The current housing crisis has affected millions and millions of homeowners. With rising prices across the cost-of-living board only being exacerbated by an ever-falling dollar, upward-adjusting mortgage rates are predictably the last thing that many borrowers want to see. Even a minor change in a borrower's financial position after acquiring a mortgage can be troubling, and once he or she begins to fall behind in the house payments, problems can quickly multiply.
However, contrary to popular belief, most lenders really do want to work with delinquent and potentially defaulting borrowers. A delinquent loan on the books as a nonperforming asset costs the lender money. But the expense of foreclosure for a lender can be as high as twenty percent or more of the loan's remaining principal balance. That's why most lenders tend to view at it as an absolute last resort.
It's important that the borrower who's behind on payments not adopt a wait-and-see attitude. Being proactive and immediately contacting the lender to discuss the situation is crucial, because the most attractive alternatives available are typically those exercised in the early stages of a mortgage default. Needless to say, the lender will want to know what caused the payments to fall behind, whether or not that cause has been taken care of, and how the situation can be put back on track.

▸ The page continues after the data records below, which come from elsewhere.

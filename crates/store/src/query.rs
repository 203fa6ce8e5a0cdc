//! Read-only query surface used by every consumer of the mirror.
//!
//! Each call opens its own read transaction, so readers always observe a
//! committed batch and never a half-applied one.  There is no cache in front
//! of these lookups.

use redb::ReadableTable;
use serde::{Deserialize, Serialize};

use crate::error::Result;
use crate::schema::{BookmarkNode, NodeKind, SyncCursor};
use crate::store::MirrorStore;
use crate::txn::{NODES_TABLE, NodeSource};

#[derive(Debug, Clone, Default, Serialize, Deserialize)]
pub struct StoreStats {
    pub nodes: u64,
    pub folders: u64,
    pub bookmarks: u64,
    pub cursor: Option<SyncCursor>,
    pub bootstrap_in_progress: bool,
}

impl MirrorStore {
    pub fn get_node(&self, id: &str) -> Result<Option<BookmarkNode>> {
        self.read()?.get_node(id)
    }

    pub fn get_children(&self, parent_id: Option<&str>) -> Result<Vec<BookmarkNode>> {
        self.read()?.get_children(parent_id)
    }

    pub fn get_cursor(&self) -> Result<Option<SyncCursor>> {
        self.read()?.get_cursor()
    }

    pub fn node_count(&self) -> Result<u64> {
        self.read()?.node_count()
    }

    /// Case-insensitive match of every whitespace-separated term against the
    /// title or URL.  Title-prefix hits sort first, then by title.
    pub fn search(&self, term: &str, limit: usize) -> Result<Vec<BookmarkNode>> {
        let terms: Vec<String> = term
            .split_whitespace()
            .map(|t| t.to_lowercase())
            .collect();
        if terms.is_empty() || limit == 0 {
            return Ok(Vec::new());
        }

        let tx = self.read()?;
        let nodes = tx.raw().open_table(NODES_TABLE)?;
        let mut hits = Vec::new();
        for entry in nodes.iter()? {
            let (_, raw) = entry?;
            let node: BookmarkNode = serde_json::from_slice(raw.value())?;
            let title = node.title.to_lowercase();
            let url = node.url.as_deref().unwrap_or_default().to_lowercase();
            if terms.iter().all(|t| title.contains(t.as_str()) || url.contains(t.as_str())) {
                let prefix = title.starts_with(terms[0].as_str());
                hits.push((!prefix, title, node));
            }
        }
        hits.sort_by(|a, b| (a.0, &a.1, &a.2.id).cmp(&(b.0, &b.1, &b.2.id)));
        Ok(hits.into_iter().take(limit).map(|(_, _, node)| node).collect())
    }

    pub fn stats(&self) -> Result<StoreStats> {
        let tx = self.read()?;
        let mut stats = StoreStats {
            cursor: tx.get_cursor()?,
            bootstrap_in_progress: tx.get_bootstrap_progress()?.is_some(),
            ..StoreStats::default()
        };
        let nodes = tx.raw().open_table(NODES_TABLE)?;
        for entry in nodes.iter()? {
            let (_, raw) = entry?;
            let node: BookmarkNode = serde_json::from_slice(raw.value())?;
            stats.nodes += 1;
            match node.kind {
                NodeKind::Folder => stats.folders += 1,
                NodeKind::Bookmark => stats.bookmarks += 1,
            }
        }
        Ok(stats)
    }
}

For example, a delinquent borrower whose situation was brought on by a temporary job loss but is now employed again, may only need a few additional months to catch up the payments. Conversely, a borrower suffering from a severe long-term illness might have to explore other options. In such a case, the lender might be willing to assist the borrower by temporarily accepting partial- or interest-only payments, or deferring payments altogether (a moratorium) for a period of time (of course, these amounts would be added back into the principal amount owed). The borrower should also ask the lender under what circumstances someone else would be allowed to assume the loan. This solution could bypass a formal foreclosure process by removing the current owner completely from the picture (both financially and credit-wise) and supplying the lender with a stronger replacement borrower.
If the lender is not willing to work with the delinquent borrower, there may still be other avenues of assistance. If the loan has Private Mortgage Insurance, or PMI, the lender is at least partially covered against financial loss. This consequently means, however, that if the borrower can no longer make the mortgage payments, the PMI company stands to lose money, as well. So, many insurers have focused their efforts on pre-foreclosure work-out programs, which are designed to catch the defaulting loan and "work it out" before formal foreclosure begins. Their rationale is that if they can find a way to help a new, stronger buyer get into the property by merely paying the lender some of the defaulting owner's back payments, they stand to lose less than if they paid an entire claim for loss. A work-out program might therefore create a more equitable solution for all parties concerned.